Data extracted from a collection
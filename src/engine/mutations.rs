use chrono::NaiveDate;
use rust_decimal::Decimal;
use tracing::{debug, info};
use ulid::Ulid;

use crate::limits::*;
use crate::model::*;

use super::conflict::{check_no_conflict, now_ms, rental_price, validate_span};
use super::{Engine, EngineError};

/// Transitions an owner may apply. Everything else is rejected.
fn transition_allowed(from: BookingStatus, to: BookingStatus) -> bool {
    use BookingStatus::*;
    matches!((from, to), (Pending, Confirmed) | (Pending, Cancelled) | (Confirmed, Cancelled))
}

impl Engine {
    /// List a vehicle. Owner role required; the listing starts available.
    pub async fn add_vehicle(
        &self,
        actor: Actor,
        new: NewVehicle,
    ) -> Result<Vehicle, EngineError> {
        if actor.role != Role::Owner {
            return Err(EngineError::Unauthorized);
        }
        if self.state.len() >= MAX_VEHICLES {
            return Err(EngineError::LimitExceeded("too many vehicles"));
        }
        for field in [&new.brand, &new.model, &new.category, &new.transmission, &new.fuel_type] {
            if field.len() > MAX_FIELD_LEN {
                return Err(EngineError::LimitExceeded("listing field too long"));
            }
        }
        if new.location.len() > MAX_LOCATION_LEN {
            return Err(EngineError::LimitExceeded("location too long"));
        }
        if new.description.len() > MAX_DESCRIPTION_LEN {
            return Err(EngineError::LimitExceeded("description too long"));
        }
        if new.price_per_day <= Decimal::ZERO {
            return Err(EngineError::LimitExceeded("price_per_day must be positive"));
        }

        let vehicle = Vehicle {
            id: Ulid::new(),
            owner: Some(actor.id),
            brand: new.brand,
            model: new.model,
            year: new.year,
            category: new.category,
            location: new.location,
            transmission: new.transmission,
            fuel_type: new.fuel_type,
            seating_capacity: new.seating_capacity,
            price_per_day: new.price_per_day,
            description: new.description,
            image: new.image,
            is_available: true,
            created_at: now_ms(),
        };

        let event = Event::VehicleAdded { vehicle: vehicle.clone() };
        self.wal_append(&event).await?;
        self.index_new_vehicle(vehicle.clone());
        metrics::gauge!(crate::observability::VEHICLES_REGISTERED).set(self.state.len() as f64);
        info!(vehicle = %vehicle.id, owner = %actor.id, "vehicle listed");
        Ok(vehicle)
    }

    /// Set the owner-controlled availability flag. Independent of
    /// bookings: withdrawing a vehicle does not touch existing bookings.
    pub async fn set_vehicle_availability(
        &self,
        actor: Actor,
        vehicle_id: Ulid,
        is_available: bool,
    ) -> Result<(), EngineError> {
        let vs = self
            .get_vehicle_state(&vehicle_id)
            .ok_or(EngineError::NotFound(vehicle_id))?;
        let mut guard = vs.write().await;
        if guard.vehicle.owner != Some(actor.id) {
            return Err(EngineError::Unauthorized);
        }
        let event = Event::VehicleAvailabilitySet { id: vehicle_id, is_available };
        self.persist_and_apply(&mut guard, &event).await
    }

    /// Flip the availability flag, returning the new value.
    pub async fn toggle_vehicle_availability(
        &self,
        actor: Actor,
        vehicle_id: Ulid,
    ) -> Result<bool, EngineError> {
        let vs = self
            .get_vehicle_state(&vehicle_id)
            .ok_or(EngineError::NotFound(vehicle_id))?;
        let mut guard = vs.write().await;
        if guard.vehicle.owner != Some(actor.id) {
            return Err(EngineError::Unauthorized);
        }
        let flipped = !guard.vehicle.is_available;
        let event = Event::VehicleAvailabilitySet { id: vehicle_id, is_available: flipped };
        self.persist_and_apply(&mut guard, &event).await?;
        Ok(flipped)
    }

    /// Soft delete: owner cleared, availability off, booking history kept.
    pub async fn delist_vehicle(&self, actor: Actor, vehicle_id: Ulid) -> Result<(), EngineError> {
        let vs = self
            .get_vehicle_state(&vehicle_id)
            .ok_or(EngineError::NotFound(vehicle_id))?;
        let mut guard = vs.write().await;
        if guard.vehicle.owner != Some(actor.id) {
            return Err(EngineError::Unauthorized);
        }
        let event = Event::VehicleDelisted { id: vehicle_id };
        self.persist_and_apply(&mut guard, &event).await?;
        info!(vehicle = %vehicle_id, "vehicle delisted");
        Ok(())
    }

    /// Reserve a vehicle for `[span.start, span.end)`.
    ///
    /// The vehicle's write lock is held from the conflict check through
    /// the WAL ack, so two concurrent requests for overlapping ranges on
    /// the same vehicle serialize: the second sees the first's booking
    /// and fails with `SlotConflict`.
    pub async fn create_booking(
        &self,
        actor: Actor,
        vehicle_id: Ulid,
        span: Span,
        location: String,
    ) -> Result<Booking, EngineError> {
        validate_span(&span)?;
        if location.len() > MAX_LOCATION_LEN {
            return Err(EngineError::LimitExceeded("location too long"));
        }
        let vs = self
            .get_vehicle_state(&vehicle_id)
            .ok_or(EngineError::NotFound(vehicle_id))?;
        let mut guard = vs.write().await;
        if !guard.vehicle.is_available {
            return Err(EngineError::VehicleUnavailable(vehicle_id));
        }
        // Delisted vehicles are also unavailable; an owner must exist here.
        let owner = guard
            .vehicle
            .owner
            .ok_or(EngineError::VehicleUnavailable(vehicle_id))?;
        if guard.bookings.len() >= MAX_BOOKINGS_PER_VEHICLE {
            return Err(EngineError::LimitExceeded("too many bookings on vehicle"));
        }

        if let Err(e) = check_no_conflict(&guard, &span) {
            metrics::counter!(crate::observability::BOOKING_CONFLICTS_TOTAL).increment(1);
            return Err(e);
        }

        let booking = Booking {
            id: Ulid::new(),
            renter: actor.id,
            owner,
            vehicle_id,
            span,
            location,
            price: rental_price(&span, guard.vehicle.price_per_day),
            status: BookingStatus::Pending,
            created_at: now_ms(),
        };

        let event = Event::BookingCreated { booking: booking.clone() };
        self.persist_and_apply(&mut guard, &event).await?;
        metrics::counter!(crate::observability::BOOKINGS_CREATED_TOTAL).increment(1);
        debug!(booking = %booking.id, vehicle = %vehicle_id, renter = %actor.id, "booking created");
        Ok(booking)
    }

    /// Calendar-date wrapper: pickup at start of day, return at start of
    /// the return day (half-open, so back-to-back rentals meet cleanly).
    pub async fn create_booking_for_dates(
        &self,
        actor: Actor,
        vehicle_id: Ulid,
        pickup: NaiveDate,
        return_date: NaiveDate,
        location: String,
    ) -> Result<Booking, EngineError> {
        self.create_booking(actor, vehicle_id, Span::from_dates(pickup, return_date), location)
            .await
    }

    /// Owner-only status transition. Legal moves: Pending→Confirmed,
    /// Pending→Cancelled, Confirmed→Cancelled. Cancelling releases the
    /// slot for future bookings; nothing leaves Cancelled.
    pub async fn change_booking_status(
        &self,
        actor: Actor,
        booking_id: Ulid,
        new_status: BookingStatus,
    ) -> Result<(), EngineError> {
        if actor.role != Role::Owner {
            return Err(EngineError::Unauthorized);
        }
        let (vehicle_id, mut guard) = self.resolve_booking_write(&booking_id).await?;
        let booking = guard
            .booking(booking_id)
            .ok_or(EngineError::NotFound(booking_id))?;
        if booking.owner != actor.id {
            return Err(EngineError::Unauthorized);
        }
        let from = booking.status;
        if !transition_allowed(from, new_status) {
            return Err(EngineError::IllegalTransition { from, to: new_status });
        }

        let event = Event::BookingStatusChanged {
            id: booking_id,
            vehicle_id,
            status: new_status,
        };
        self.persist_and_apply(&mut guard, &event).await?;
        metrics::counter!(
            crate::observability::STATUS_CHANGES_TOTAL,
            "status" => new_status.as_str()
        )
        .increment(1);
        debug!(booking = %booking_id, status = new_status.as_str(), "booking status changed");
        Ok(())
    }

    /// Compact the WAL by rewriting it with only the events needed to
    /// recreate the current state. Caller-invoked; never scheduled.
    pub async fn compact_wal(&self) -> Result<(), EngineError> {
        let mut events = Vec::new();

        let vehicle_ids: Vec<Ulid> = self.state.iter().map(|e| *e.key()).collect();
        for id in vehicle_ids {
            let Some(vs) = self.get_vehicle_state(&id) else { continue };
            let guard = vs.read().await;

            events.push(Event::VehicleAdded { vehicle: guard.vehicle.clone() });
            for booking in &guard.bookings {
                // Re-created bookings replay as Pending; a second event
                // restores the final status.
                let mut as_created = booking.clone();
                as_created.status = BookingStatus::Pending;
                events.push(Event::BookingCreated { booking: as_created });
                if booking.status != BookingStatus::Pending {
                    events.push(Event::BookingStatusChanged {
                        id: booking.id,
                        vehicle_id: booking.vehicle_id,
                        status: booking.status,
                    });
                }
            }
        }

        let (tx, rx) = tokio::sync::oneshot::channel();
        self.wal_tx
            .send(super::WalCommand::Compact { events, response: tx })
            .await
            .map_err(|_| EngineError::WalError("WAL writer shut down".into()))?;
        rx.await
            .map_err(|_| EngineError::WalError("WAL writer dropped response".into()))?
            .map_err(|e| EngineError::WalError(e.to_string()))?;
        info!("WAL compacted");
        Ok(())
    }

    pub async fn wal_appends_since_compact(&self) -> u64 {
        let (tx, rx) = tokio::sync::oneshot::channel();
        if self
            .wal_tx
            .send(super::WalCommand::AppendsSinceCompact { response: tx })
            .await
            .is_err()
        {
            return 0;
        }
        rx.await.unwrap_or(0)
    }
}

## ASSIGNED TASK
Spot every line in the entries that includes the word "bool", and copy each one out.

## SOLUTION
fn transition_allowed(from: BookingStatus, to: BookingStatus) -> bool {
        is_available: bool,
    ) -> Result<bool, EngineError> {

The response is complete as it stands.